While those interventions might be attributed to a simple feeling of connectedness with “his” people, how are we to explain his concern for these Midianite shepherdesses? Moses was characterized by a heartfelt compassion for those who were oppressed. And though the “Law of Moses” was in a truer sense God’s law and not his, I still find it very appropriate that he was the channel through which would come a law so full of emphasis on caring for the poor and needy. This was truly one of the great moral elements of the Mosaic Law.
And it remains as much as ever a part of Christian teaching and character today under the New Covenant. James tells us that “pure and undefiled religion” is “to visit orphans and widows in their distress” (James 1:27). The context has changed from a society ruled by God’s law (Old Testament Israel), so we as Christians do not have the authority to control the rules of society according to the principles of mercy and compassion and care for the needy, but still we are to be active in caring for the oppressed in whatever way that we can.
And this does not necessarily mean doing grand things such as Moses did. That may be a part of God’s plan for you. He may have something great like that for you to undertake. But for most of us, we will simply be led to help and show compassion to individuals or families on a small scale who need someone to reach out and care for them. We ought to be on the lookout for such needs and do what we can to meet them. The sight of someone being taken advantage of because of their position of weakness ought to stir us up inside so that we must act on their behalf.

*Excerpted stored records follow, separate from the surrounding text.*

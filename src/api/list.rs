/// List storage endpoints
///
/// A list is an opaque signed payload stored verbatim under a curated name.
/// Each list is backed by an aggregation record in the grant database, which
/// is what scoped (non-network) grants pair against.
use crate::{
    api::require_token,
    authz::GrantLevel,
    context::AppContext,
    error::{BroadcasterError, BroadcasterResult},
    jws, validation,
};
use axum::{
    extract::{Path, State},
    routing::put,
    Json, Router,
};
use serde::Serialize;
use tracing::info;

/// Build list routes
pub fn routes() -> Router<AppContext> {
    Router::new().route("/api/list/:list_name", put(put_list).delete(delete_list))
}

#[derive(Debug, Serialize)]
struct PutListResponse {
    list: String,
}

#[derive(Debug, Serialize)]
struct DeleteListResponse {
    response: String,
}

/// Create or replace a list from a signed payload.
///
/// The payload is stored exactly as signed. Replacing an existing list
/// requires access to its aggregation; a fresh name registers one, pairing
/// the actor with it unless their grant is network-wide.
async fn put_list(
    State(ctx): State<AppContext>,
    Path(list_name): Path<String>,
    Json(body): Json<serde_json::Value>,
) -> BroadcasterResult<Json<PutListResponse>> {
    let token = require_token(&body)?;
    let unpacked = jws::unpack(token)?;

    if !ctx.verifier.verify(token).await? {
        return Err(BroadcasterError::VerificationFailed(
            "Token does not verify against the signing identity's published keys.".to_string(),
        ));
    }

    let actor = ctx
        .authz
        .authorize_mutation(&unpacked.header.kid, GrantLevel::Curate)
        .await?;

    validation::validate_list_name(&list_name)?;

    if ctx.list_store.get(&list_name).await?.is_some() {
        let aggregation = ctx
            .grants
            .find_aggregation(&list_name)
            .await?
            .ok_or_else(|| {
                BroadcasterError::NotFound(format!("List '{}' does not exist.", list_name))
            })?;

        ctx.authz
            .require_resource_access(&actor, Some(aggregation.id))
            .await?;
    } else {
        ctx.grants
            .register_list(&list_name, &actor.grant, &actor.kid)
            .await?;
    }

    ctx.list_store
        .put(&list_name, &unpacked.raw_payload)
        .await?;

    info!("List '{}' saved by {}", list_name, actor.did);

    Ok(Json(PutListResponse { list: list_name }))
}

/// Delete a list: its file, its aggregation record, and every grant pairing
/// scoped to it.
async fn delete_list(
    State(ctx): State<AppContext>,
    Path(list_name): Path<String>,
    Json(body): Json<serde_json::Value>,
) -> BroadcasterResult<Json<DeleteListResponse>> {
    let token = require_token(&body)?;
    let unpacked = jws::unpack(token)?;

    if !ctx.verifier.verify(token).await? {
        return Err(BroadcasterError::VerificationFailed(
            "Token does not verify against the signing identity's published keys.".to_string(),
        ));
    }

    let actor = ctx
        .authz
        .authorize_mutation(&unpacked.header.kid, GrantLevel::Curate)
        .await?;

    validation::validate_list_name(&list_name)?;

    if ctx.list_store.get(&list_name).await?.is_none() {
        return Err(BroadcasterError::NotFound(format!(
            "List file for '{}' does not exist.",
            list_name
        )));
    }

    let aggregation = ctx
        .grants
        .find_aggregation(&list_name)
        .await?
        .ok_or_else(|| {
            BroadcasterError::NotFound(format!("List '{}' does not exist.", list_name))
        })?;

    ctx.authz
        .require_resource_access(&actor, Some(aggregation.id))
        .await?;

    ctx.list_store.delete(&list_name).await?;
    ctx.grants.delete_aggregation(aggregation.id).await?;

    info!("List '{}' deleted by {}", list_name, actor.did);

    Ok(Json(DeleteListResponse {
        response: "File Successfully Deleted.".to_string(),
    }))
}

It amazes me that Moses could be attacked and opposed personally without feeling the need to defend himself, but at the same time he could not stand by idly and watch others receive abuse without doing something about it. This is where his humility and meekness shows itself. We are too often the exact opposite, aren’t we? We might feel badly for someone being mistreated, but not have the courage or gumption to do anything. But let someone take the same actions against us ourselves, and see if we don’t find the courage to stand up and defend our own rights. Not so with Moses. He cared for the other more than for himself, and this is the heart of true Christian character and Christlikeness.
Christ, too, was the meekest and gentlest of men. He was led to the slaughter silent as a lamb, though he knew exactly what was taking place. He never spoke up in his own defense while facing trial, reproach, slander, and death. But He was not slow to stand against the proud hypocrites who used their power to “devour widows’ houses” (Luke 20:47).
So how much do we care for the oppressed compared to our own rights when mistreated? That will tell us a lot about how much we have learned from Jesus, won’t it? Even as I write these words, I find the need to examine my own spirit in these matters. I imagine that you can understand that need as well.